Dataset entries
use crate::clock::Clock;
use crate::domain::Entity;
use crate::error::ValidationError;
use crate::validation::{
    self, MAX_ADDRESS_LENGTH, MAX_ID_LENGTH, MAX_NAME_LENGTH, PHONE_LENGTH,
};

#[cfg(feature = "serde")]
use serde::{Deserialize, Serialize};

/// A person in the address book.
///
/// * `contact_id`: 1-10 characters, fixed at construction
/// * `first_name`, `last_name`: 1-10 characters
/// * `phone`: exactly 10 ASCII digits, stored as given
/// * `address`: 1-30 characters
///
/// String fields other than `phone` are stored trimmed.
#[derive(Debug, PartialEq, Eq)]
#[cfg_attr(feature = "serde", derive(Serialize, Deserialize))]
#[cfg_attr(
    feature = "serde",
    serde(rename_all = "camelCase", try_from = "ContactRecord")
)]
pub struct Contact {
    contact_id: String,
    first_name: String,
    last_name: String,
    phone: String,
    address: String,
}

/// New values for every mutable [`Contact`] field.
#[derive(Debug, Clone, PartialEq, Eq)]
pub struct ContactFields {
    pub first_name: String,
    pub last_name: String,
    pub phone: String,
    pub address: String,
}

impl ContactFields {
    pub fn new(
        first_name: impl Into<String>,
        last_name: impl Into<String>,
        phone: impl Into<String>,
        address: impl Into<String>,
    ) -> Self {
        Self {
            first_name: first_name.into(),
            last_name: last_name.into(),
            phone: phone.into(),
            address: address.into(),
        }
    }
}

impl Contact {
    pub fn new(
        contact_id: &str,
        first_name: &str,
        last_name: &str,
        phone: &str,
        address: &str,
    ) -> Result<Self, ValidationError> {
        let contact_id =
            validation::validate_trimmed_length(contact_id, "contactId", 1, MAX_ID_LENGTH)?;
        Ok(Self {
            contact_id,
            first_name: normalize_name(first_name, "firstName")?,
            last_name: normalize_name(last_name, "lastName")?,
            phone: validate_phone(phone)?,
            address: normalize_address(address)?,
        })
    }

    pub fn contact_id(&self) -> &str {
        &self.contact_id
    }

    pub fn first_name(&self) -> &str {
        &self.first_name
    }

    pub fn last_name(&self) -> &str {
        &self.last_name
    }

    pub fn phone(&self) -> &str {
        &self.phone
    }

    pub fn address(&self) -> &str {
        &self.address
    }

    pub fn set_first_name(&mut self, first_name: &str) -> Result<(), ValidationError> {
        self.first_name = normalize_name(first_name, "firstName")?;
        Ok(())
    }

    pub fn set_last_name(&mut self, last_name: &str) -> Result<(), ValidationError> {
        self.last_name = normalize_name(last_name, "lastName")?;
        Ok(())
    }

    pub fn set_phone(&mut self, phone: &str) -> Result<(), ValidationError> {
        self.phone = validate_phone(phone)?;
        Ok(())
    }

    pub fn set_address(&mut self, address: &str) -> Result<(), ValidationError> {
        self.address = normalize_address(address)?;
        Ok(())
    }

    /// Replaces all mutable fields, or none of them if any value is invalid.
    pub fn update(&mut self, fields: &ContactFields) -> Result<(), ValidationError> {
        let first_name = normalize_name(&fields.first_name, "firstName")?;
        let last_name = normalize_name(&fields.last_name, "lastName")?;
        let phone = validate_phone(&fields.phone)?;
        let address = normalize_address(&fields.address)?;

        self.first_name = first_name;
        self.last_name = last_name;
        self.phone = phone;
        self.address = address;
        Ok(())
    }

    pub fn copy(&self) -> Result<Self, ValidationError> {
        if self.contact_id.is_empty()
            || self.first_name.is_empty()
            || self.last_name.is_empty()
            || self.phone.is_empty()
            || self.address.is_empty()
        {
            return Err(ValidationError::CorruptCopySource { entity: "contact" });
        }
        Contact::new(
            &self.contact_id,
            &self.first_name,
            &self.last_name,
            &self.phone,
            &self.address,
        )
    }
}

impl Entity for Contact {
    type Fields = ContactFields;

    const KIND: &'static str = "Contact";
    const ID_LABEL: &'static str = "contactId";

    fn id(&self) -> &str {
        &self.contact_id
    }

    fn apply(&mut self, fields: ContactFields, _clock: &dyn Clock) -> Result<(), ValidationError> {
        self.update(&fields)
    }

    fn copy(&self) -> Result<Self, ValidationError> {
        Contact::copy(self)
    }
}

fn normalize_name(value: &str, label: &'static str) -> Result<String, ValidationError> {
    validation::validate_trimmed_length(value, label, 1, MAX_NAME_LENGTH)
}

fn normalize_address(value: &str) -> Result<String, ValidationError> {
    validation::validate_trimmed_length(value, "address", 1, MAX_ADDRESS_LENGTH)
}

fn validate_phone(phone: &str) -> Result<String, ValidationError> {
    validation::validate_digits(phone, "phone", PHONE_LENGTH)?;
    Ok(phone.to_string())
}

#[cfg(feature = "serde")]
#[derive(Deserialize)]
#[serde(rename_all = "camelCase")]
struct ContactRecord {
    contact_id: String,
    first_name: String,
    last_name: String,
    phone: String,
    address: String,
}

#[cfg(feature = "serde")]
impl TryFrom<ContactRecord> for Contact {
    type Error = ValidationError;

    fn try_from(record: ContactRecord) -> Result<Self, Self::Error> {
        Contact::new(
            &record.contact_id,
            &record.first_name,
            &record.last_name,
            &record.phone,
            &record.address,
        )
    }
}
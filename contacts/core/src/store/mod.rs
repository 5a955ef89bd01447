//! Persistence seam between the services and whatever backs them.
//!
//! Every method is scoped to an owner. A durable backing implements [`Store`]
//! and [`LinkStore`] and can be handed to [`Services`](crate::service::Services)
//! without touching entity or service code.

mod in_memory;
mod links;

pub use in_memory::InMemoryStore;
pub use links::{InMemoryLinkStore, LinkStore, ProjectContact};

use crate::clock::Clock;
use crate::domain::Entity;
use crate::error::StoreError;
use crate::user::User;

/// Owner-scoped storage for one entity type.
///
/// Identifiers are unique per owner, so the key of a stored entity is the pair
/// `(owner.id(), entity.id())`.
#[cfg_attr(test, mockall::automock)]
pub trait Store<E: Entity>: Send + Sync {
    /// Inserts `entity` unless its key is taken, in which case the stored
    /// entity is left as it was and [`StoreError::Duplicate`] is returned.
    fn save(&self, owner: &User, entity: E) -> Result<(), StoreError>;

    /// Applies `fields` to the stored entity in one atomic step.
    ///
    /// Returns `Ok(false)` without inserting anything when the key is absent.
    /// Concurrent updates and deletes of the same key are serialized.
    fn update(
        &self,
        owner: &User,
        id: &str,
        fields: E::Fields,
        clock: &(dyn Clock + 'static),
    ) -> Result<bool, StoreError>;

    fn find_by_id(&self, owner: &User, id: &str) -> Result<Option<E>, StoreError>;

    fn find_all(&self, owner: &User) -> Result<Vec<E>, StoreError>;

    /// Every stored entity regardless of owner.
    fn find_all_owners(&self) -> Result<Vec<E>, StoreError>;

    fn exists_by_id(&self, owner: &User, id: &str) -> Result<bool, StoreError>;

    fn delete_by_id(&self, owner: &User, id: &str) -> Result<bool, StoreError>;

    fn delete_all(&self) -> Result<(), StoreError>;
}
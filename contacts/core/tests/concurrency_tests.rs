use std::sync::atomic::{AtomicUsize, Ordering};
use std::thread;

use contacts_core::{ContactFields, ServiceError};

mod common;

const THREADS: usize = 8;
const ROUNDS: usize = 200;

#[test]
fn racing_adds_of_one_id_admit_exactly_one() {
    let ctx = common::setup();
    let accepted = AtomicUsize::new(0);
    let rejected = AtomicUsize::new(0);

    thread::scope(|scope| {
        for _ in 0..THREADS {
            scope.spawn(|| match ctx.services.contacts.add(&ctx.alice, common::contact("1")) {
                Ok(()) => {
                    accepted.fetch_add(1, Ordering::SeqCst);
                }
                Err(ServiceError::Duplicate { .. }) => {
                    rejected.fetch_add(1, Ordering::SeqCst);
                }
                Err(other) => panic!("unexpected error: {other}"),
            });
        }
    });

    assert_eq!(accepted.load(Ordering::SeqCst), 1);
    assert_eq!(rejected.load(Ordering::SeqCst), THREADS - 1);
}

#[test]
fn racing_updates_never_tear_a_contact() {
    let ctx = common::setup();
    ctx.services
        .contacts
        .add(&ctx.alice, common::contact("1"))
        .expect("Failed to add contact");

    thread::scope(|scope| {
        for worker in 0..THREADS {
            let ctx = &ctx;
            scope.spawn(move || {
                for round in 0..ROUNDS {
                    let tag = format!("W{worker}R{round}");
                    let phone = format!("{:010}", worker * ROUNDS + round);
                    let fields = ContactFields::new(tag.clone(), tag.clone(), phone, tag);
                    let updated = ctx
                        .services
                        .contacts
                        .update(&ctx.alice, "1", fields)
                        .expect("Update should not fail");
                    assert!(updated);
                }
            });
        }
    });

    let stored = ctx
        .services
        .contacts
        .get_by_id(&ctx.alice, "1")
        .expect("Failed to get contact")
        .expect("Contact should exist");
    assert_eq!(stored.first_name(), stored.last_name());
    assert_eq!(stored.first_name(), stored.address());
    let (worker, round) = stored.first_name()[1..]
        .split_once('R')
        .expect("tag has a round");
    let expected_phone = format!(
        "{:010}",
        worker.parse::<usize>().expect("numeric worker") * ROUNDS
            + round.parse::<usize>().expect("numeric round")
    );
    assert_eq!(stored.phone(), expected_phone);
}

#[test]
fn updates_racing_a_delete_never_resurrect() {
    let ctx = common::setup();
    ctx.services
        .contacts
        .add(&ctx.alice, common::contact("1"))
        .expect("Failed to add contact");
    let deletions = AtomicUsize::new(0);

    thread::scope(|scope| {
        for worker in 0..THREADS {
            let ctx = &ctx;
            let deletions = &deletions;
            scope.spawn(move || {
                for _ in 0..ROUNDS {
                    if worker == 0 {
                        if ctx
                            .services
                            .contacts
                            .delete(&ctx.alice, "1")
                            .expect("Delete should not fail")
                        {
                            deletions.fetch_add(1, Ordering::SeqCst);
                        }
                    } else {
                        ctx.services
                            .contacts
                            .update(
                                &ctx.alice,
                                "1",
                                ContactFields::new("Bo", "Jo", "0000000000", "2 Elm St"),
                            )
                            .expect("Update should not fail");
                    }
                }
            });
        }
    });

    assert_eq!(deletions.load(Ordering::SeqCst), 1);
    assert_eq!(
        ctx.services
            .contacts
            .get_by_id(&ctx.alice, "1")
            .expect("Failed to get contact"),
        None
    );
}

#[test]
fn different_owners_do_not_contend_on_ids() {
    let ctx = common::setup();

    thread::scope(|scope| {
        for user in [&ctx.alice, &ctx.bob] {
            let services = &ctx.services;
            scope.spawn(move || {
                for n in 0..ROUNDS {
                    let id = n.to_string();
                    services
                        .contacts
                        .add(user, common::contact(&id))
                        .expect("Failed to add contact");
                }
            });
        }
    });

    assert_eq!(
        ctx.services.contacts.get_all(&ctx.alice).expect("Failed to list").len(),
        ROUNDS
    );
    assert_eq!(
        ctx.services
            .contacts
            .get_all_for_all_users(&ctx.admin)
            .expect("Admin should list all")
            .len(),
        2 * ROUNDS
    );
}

** Work instruction **
Each line of the data that holds the word "load" should be copied.

** Output for this task **
    assert_eq!(accepted.load(Ordering::SeqCst), 1);
    assert_eq!(rejected.load(Ordering::SeqCst), THREADS - 1);
    assert_eq!(deletions.load(Ordering::SeqCst), 1);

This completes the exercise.